Work order:
From the entries that follow, copy each line in which "number" appears.

○ ○ ○

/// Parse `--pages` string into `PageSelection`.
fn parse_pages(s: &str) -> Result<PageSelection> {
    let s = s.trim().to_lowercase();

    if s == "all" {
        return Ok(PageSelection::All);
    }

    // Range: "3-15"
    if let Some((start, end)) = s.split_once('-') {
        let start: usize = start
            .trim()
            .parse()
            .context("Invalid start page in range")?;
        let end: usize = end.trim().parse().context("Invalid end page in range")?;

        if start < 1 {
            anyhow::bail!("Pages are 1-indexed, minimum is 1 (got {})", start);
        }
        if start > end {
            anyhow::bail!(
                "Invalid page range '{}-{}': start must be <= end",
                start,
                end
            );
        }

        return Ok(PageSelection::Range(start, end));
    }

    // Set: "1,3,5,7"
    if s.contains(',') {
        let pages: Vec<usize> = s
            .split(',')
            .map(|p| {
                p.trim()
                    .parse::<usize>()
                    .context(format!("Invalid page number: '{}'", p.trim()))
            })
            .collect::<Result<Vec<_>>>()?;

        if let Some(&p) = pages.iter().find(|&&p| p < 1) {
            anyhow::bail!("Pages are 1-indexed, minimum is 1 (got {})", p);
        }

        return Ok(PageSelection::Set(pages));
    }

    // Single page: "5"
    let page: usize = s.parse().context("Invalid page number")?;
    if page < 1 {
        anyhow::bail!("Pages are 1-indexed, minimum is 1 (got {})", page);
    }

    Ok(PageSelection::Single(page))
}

○ ○ ○

Answer to this exercise:
                    .context(format!("Invalid page number: '{}'", p.trim()))
    let page: usize = s.parse().context("Invalid page number")?;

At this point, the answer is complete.